We have compiled eligibility criteria data for five types of trials: (1) additional phase 3 cancer trials, (2) phase 1 and 2 cancer trials, (3) heart disease trials, (4) type 2 diabetes trials, and (5) observational trials for any disease.
Our results show that models trained on the extensive cancer dataset can effectively handle criteria commonly found in non-cancer trials, such as autoimmune diseases.

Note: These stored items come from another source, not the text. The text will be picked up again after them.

use async_trait::async_trait;
use bytes::BytesMut;
use futures::StreamExt;
use reqwest::header::{HeaderMap, HeaderName, HeaderValue, ACCEPT_ENCODING, RANGE, USER_AGENT};
use reqwest::StatusCode;
use std::time::Duration;
use tokio_util::sync::CancellationToken;
use tracing::{debug, warn};
use url::Url;

use crate::core::error::FetchError;
use crate::core::model::{ByteRange, Segment};
use crate::plugins::registry::{DriverContext, TransferDriver};

#[derive(thiserror::Error, Debug)]
pub enum HttpDriverError {
    /// 200 for a range that does not start at byte 0; the body is not this segment.
    #[error("server ignored range starting at byte {start} and returned full content")]
    RangeIgnored { start: u64 },

    #[error("http status error: {0}")]
    Status(StatusCode),

    #[error("invalid header {0:?}")]
    InvalidHeader(String),

    /// Headers the driver sets itself per segment.
    #[error("header {0:?} is managed by the downloader and cannot be overridden")]
    ReservedHeader(String),
}

pub struct HttpDriver {
    client: reqwest::Client,
}

impl HttpDriver {
    pub fn new() -> anyhow::Result<Self> {
        let client = reqwest::Client::builder()
            .redirect(reqwest::redirect::Policy::limited(10))
            .build()?;
        Ok(Self { client })
    }

    pub fn with_client(client: reqwest::Client) -> Self {
        Self { client }
    }

    fn build_headers(ctx: &DriverContext) -> Result<HeaderMap, HttpDriverError> {
        let mut h = HeaderMap::new();
        let ua = HeaderValue::from_str(&ctx.user_agent)
            .map_err(|_| HttpDriverError::InvalidHeader(ctx.user_agent.clone()))?;
        h.insert(USER_AGENT, ua);
        for (k, v) in &ctx.headers {
            let name = HeaderName::from_bytes(k.as_bytes())
                .map_err(|_| HttpDriverError::InvalidHeader(k.clone()))?;
            if name == RANGE || name == ACCEPT_ENCODING {
                return Err(HttpDriverError::ReservedHeader(k.clone()));
            }
            let value = HeaderValue::from_str(v).map_err(|_| HttpDriverError::InvalidHeader(v.clone()))?;
            h.insert(name, value);
        }
        Ok(h)
    }

    fn classify(index: usize, e: reqwest::Error) -> FetchError {
        if e.is_connect() || e.is_timeout() {
            FetchError::connection(index, e)
        } else {
            FetchError::protocol(index, e)
        }
    }
}

#[async_trait]
impl TransferDriver for HttpDriver {
    fn name(&self) -> &'static str { "http-driver" }

    fn supports(&self, url: &Url) -> bool {
        matches!(url.scheme(), "http" | "https")
    }

    async fn download_range(
        &self,
        url: &Url,
        ctx: &DriverContext,
        range: ByteRange,
        cancel: &CancellationToken,
    ) -> Result<Segment, FetchError> {
        let index = range.index;
        let headers = Self::build_headers(ctx).map_err(|e| FetchError::protocol(index, e))?;

        let mut req = self.client
            .get(url.clone())
            .headers(headers)
            .header(RANGE, range.header_value());
        if let Some(secs) = ctx.timeout_secs {
            req = req.timeout(Duration::from_secs(secs));
        }

        let resp = tokio::select! {
            biased;
            _ = cancel.cancelled() => return Err(FetchError::cancelled(index)),
            r = req.send() => r.map_err(|e| Self::classify(index, e))?,
        };

        match resp.status() {
            StatusCode::PARTIAL_CONTENT => {}

            // range ignored, but the body still starts where this segment does
            StatusCode::OK if range.start == 0 => {
                warn!(chunk = index, "server answered range request with 200, keeping prefix");
            }

            StatusCode::OK => {
                return Err(FetchError::protocol(index, HttpDriverError::RangeIgnored { start: range.start }));
            }

            // the planner over-requests past EOF; a range wholly beyond it is an empty tail
            StatusCode::RANGE_NOT_SATISFIABLE => {
                debug!(chunk = index, start = range.start, "range beyond end of resource");
                return Ok(Segment { index, data: Default::default() });
            }

            s => return Err(FetchError::protocol(index, HttpDriverError::Status(s))),
        }

        let cap = range.requested_len();
        let mut buf = BytesMut::new();
        let mut stream = resp.bytes_stream();

        while (buf.len() as u64) < cap {
            let next = tokio::select! {
                biased;
                _ = cancel.cancelled() => return Err(FetchError::cancelled(index)),
                n = stream.next() => n,
            };
            match next {
                Some(Ok(chunk)) => buf.extend_from_slice(&chunk),
                Some(Err(e)) => return Err(Self::classify(index, e)),
                None => break,
            }
        }
        buf.truncate(cap as usize);

        Ok(Segment { index, data: buf.freeze() })
    }
}

#[cfg(test)]
mod tests {
    use super::*;

    #[test]
    fn headers_include_user_agent_and_extras() {
        let ctx = DriverContext {
            headers: vec![("Authorization".to_string(), "Bearer abc".to_string())],
            ..Default::default()
        };
        let h = HttpDriver::build_headers(&ctx).unwrap();
        assert!(h.get(USER_AGENT).unwrap().to_str().unwrap().starts_with("multiget/"));
        assert_eq!(h.get("authorization").unwrap(), "Bearer abc");
    }

    #[test]
    fn invalid_header_name_is_rejected() {
        let ctx = DriverContext {
            headers: vec![("bad header".to_string(), "x".to_string())],
            ..Default::default()
        };
        assert!(matches!(
            HttpDriver::build_headers(&ctx),
            Err(HttpDriverError::InvalidHeader(name)) if name == "bad header"
        ));
    }

    #[test]
    fn range_and_encoding_headers_are_reserved() {
        for name in ["Range", "range", "Accept-Encoding"] {
            let ctx = DriverContext {
                headers: vec![(name.to_string(), "bytes=0-4".to_string())],
                ..Default::default()
            };
            assert!(matches!(
                HttpDriver::build_headers(&ctx),
                Err(HttpDriverError::ReservedHeader(n)) if n == name
            ));
        }
    }
}
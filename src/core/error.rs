use std::fmt;

pub type BoxError = Box<dyn std::error::Error + Send + Sync + 'static>;

#[derive(thiserror::Error, Debug)]
pub enum PlanError {
    #[error("number of chunks must be at least 1")]
    ZeroChunks,

    #[error("chunk size must be at least 1 byte")]
    ZeroChunkSize,

    #[error("unsupported url scheme: {0}")]
    UnsupportedScheme(String),

    #[error("{total_chunks} chunks of {chunk_size} bytes exceed the addressable range")]
    Overflow { total_chunks: usize, chunk_size: u64 },
}

#[derive(Debug, Clone, Copy, PartialEq, Eq)]
pub enum FetchErrorKind {
    /// Could not reach the server (refused, DNS, timeout).
    Connection,
    /// Connected, but the exchange or the body read failed.
    Protocol,
    /// The download-wide cancellation signal fired mid-fetch.
    Cancelled,
}

impl fmt::Display for FetchErrorKind {
    fn fmt(&self, f: &mut fmt::Formatter<'_>) -> fmt::Result {
        match self {
            Self::Connection => f.write_str("connection"),
            Self::Protocol => f.write_str("protocol"),
            Self::Cancelled => f.write_str("cancelled"),
        }
    }
}

#[derive(thiserror::Error, Debug)]
#[error("{kind} error in requesting chunk {index}")]
pub struct FetchError {
    pub kind: FetchErrorKind,
    pub index: usize,
    #[source]
    pub cause: BoxError,
}

impl FetchError {
    pub fn connection(index: usize, cause: impl Into<BoxError>) -> Self {
        Self { kind: FetchErrorKind::Connection, index, cause: cause.into() }
    }

    pub fn protocol(index: usize, cause: impl Into<BoxError>) -> Self {
        Self { kind: FetchErrorKind::Protocol, index, cause: cause.into() }
    }

    pub fn cancelled(index: usize) -> Self {
        Self { kind: FetchErrorKind::Cancelled, index, cause: "download cancelled".into() }
    }
}

#[derive(thiserror::Error, Debug)]
pub enum DownloadError {
    #[error("error in downloading chunks. {completed} of {total} downloads were successful")]
    PartialFailure {
        completed: usize,
        total: usize,
        #[source]
        cause: FetchError,
    },

    #[error("download cancelled. {completed} of {total} downloads had finished")]
    Cancelled { completed: usize, total: usize },

    /// Coordinator bug; never a user-facing condition.
    #[error("internal inconsistency: {0}")]
    InternalInconsistency(String),
}

#[cfg(test)]
mod tests {
    use super::*;
    use std::error::Error;

    #[test]
    fn partial_failure_reports_counts_and_source() {
        let cause = FetchError::connection(1, std::io::Error::new(std::io::ErrorKind::ConnectionRefused, "refused"));
        let err = DownloadError::PartialFailure { completed: 2, total: 3, cause };
        assert_eq!(err.to_string(), "error in downloading chunks. 2 of 3 downloads were successful");

        let src = err.source().unwrap();
        assert_eq!(src.to_string(), "connection error in requesting chunk 1");
        assert_eq!(src.source().unwrap().to_string(), "refused");
    }
}
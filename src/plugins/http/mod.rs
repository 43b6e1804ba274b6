pub mod cli;
pub mod driver;
pub mod resolver;
use crate::core::error::DownloadError;
use crate::core::model::Segment;
use anyhow::Context;
use bytes::{Bytes, BytesMut};
use std::path::Path;
use tokio::io::AsyncWriteExt;

/// Fixed-size result buffer: one slot per planned range, filled by index.
#[derive(Debug)]
pub struct Assembler {
    slots: Vec<Option<Bytes>>,
    filled: usize,
}

impl Assembler {
    pub fn new(total_chunks: usize) -> Self {
        Self { slots: vec![None; total_chunks], filled: 0 }
    }

    pub fn total(&self) -> usize {
        self.slots.len()
    }

    pub fn filled(&self) -> usize {
        self.filled
    }

    /// Places a segment into the slot owned by its index.
    pub fn insert(&mut self, segment: Segment) -> Result<(), DownloadError> {
        let total = self.slots.len();
        let slot = self.slots.get_mut(segment.index).ok_or_else(|| {
            DownloadError::InternalInconsistency(format!(
                "segment index {} out of bounds for {} slots",
                segment.index, total
            ))
        })?;
        if slot.is_some() {
            return Err(DownloadError::InternalInconsistency(format!(
                "segment {} delivered twice",
                segment.index
            )));
        }
        *slot = Some(segment.data);
        self.filled += 1;
        Ok(())
    }

    /// Concatenates every slot in index order.
    pub fn assemble(self) -> Result<Bytes, DownloadError> {
        let missing: Vec<usize> = self
            .slots
            .iter()
            .enumerate()
            .filter(|(_, s)| s.is_none())
            .map(|(i, _)| i)
            .collect();
        if !missing.is_empty() {
            return Err(DownloadError::InternalInconsistency(format!(
                "assembly started with missing segments {:?}",
                missing
            )));
        }

        let len = self.slots.iter().flatten().map(|b| b.len()).sum();
        let mut out = BytesMut::with_capacity(len);
        for data in self.slots.into_iter().flatten() {
            out.extend_from_slice(&data);
        }
        Ok(out.freeze())
    }
}

/// Creates or truncates `path` and writes `data` to it in full.
pub async fn write_output(path: &Path, data: &[u8]) -> anyhow::Result<()> {
    if let Some(parent) = path.parent().filter(|p| !p.as_os_str().is_empty()) {
        tokio::fs::create_dir_all(parent)
            .await
            .with_context(|| format!("create dir {}", parent.display()))?;
    }

    let mut file = tokio::fs::File::create(path)
        .await
        .with_context(|| format!("open {:?}", path))?;
    file.write_all(data).await.with_context(|| format!("write {:?}", path))?;
    file.flush().await?;
    Ok(())
}
pub mod assembler;
pub mod engine;
pub mod error;
pub mod events;
pub mod model;
pub mod planner;
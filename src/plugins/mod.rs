pub mod http;
pub mod registry;
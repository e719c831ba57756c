//! CSV driver: command input and report output.

pub mod command_reader;
pub mod report_writer;
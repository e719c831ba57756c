use rust_decimal::Decimal;
use serde::Deserialize;
use std::time::Duration;

/// Calculation status as reported by the accrual service.
#[derive(Debug, Deserialize, PartialEq, Eq, Clone, Copy)]
#[serde(rename_all = "UPPERCASE")]
pub enum RemoteStatus {
    Registered,
    Processing,
    Invalid,
    Processed,
}

/// What the accrual service answered for one order number.
#[derive(Debug, Clone, PartialEq)]
pub enum AccrualReply {
    /// The service has never heard of the order.
    NotRegistered,
    Registered,
    Processing,
    Invalid,
    /// Calculation finished. The reward is in currency units.
    Processed(Decimal),
    /// Too many requests: nothing may be sent before the pause elapses.
    RateLimited(Duration),
    /// 5xx from the service.
    Unavailable(u16),
}

#[derive(Debug, thiserror::Error)]
pub enum AccrualError {
    #[error("network error: {0}")]
    Network(String),
    #[error("parse error: {0}")]
    Parse(String),
    #[error("unexpected status: {0}")]
    UnexpectedStatus(u16),
}
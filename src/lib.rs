//! Loyalty points backend: order intake, accrual polling and withdrawals.
//!
//! The crate follows a ports-and-adapters layout. `domain` holds the model and
//! the storage/accrual ports, `application` the services and the background
//! accrual worker, `infrastructure` the ledger and HTTP adapters, and
//! `interfaces` the CSV driver used by the binary.

pub mod application;
pub mod config;
pub mod domain;
pub mod error;
pub mod infrastructure;
pub mod interfaces;
pub mod telemetry;
#[cfg(test)]
mod test_utils;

- Score: 3.087385668501741
- License: http://creativecommons.org/licenses/by-nc-sa/4.0/
- Abstract: Clinical trials are pivotal in medical research, and NLP can enhance their success, with application in recruitment. This study aims to evaluate the generalizability of eligibility classification across a broad spectrum of clinical trials. Starting with phase 3 cancer trials, annotated with seven eligibility exclusions, then to determine how well models can generalize to non-cancer and non-phase 3 trials. To assess this, we have compiled eligibility criteria data for five types of trials: (1) additional phase 3 cancer trials, (2) phase 1 and 2 cancer trials, (3) heart disease trials, (4) type 2 diabetes trials, and (5) observational trials for any disease, comprising 2,490 annotated eligibility criteria across seven exclusion types. Our results show that models trained on the extensive cancer dataset can effectively handle criteria commonly found in non-cancer trials, such as autoimmune diseases. However, they struggle with criteria disproportionately prevalent in cancer trials, like prior malignancy. We also experiment with few-shot learning, demonstrating that a limited number of disease-specific examples can partially overcome this performance gap. We are releasing this new dataset of annotated eligibility statements to promote the development of cross-disease generalization in clinical trial classification.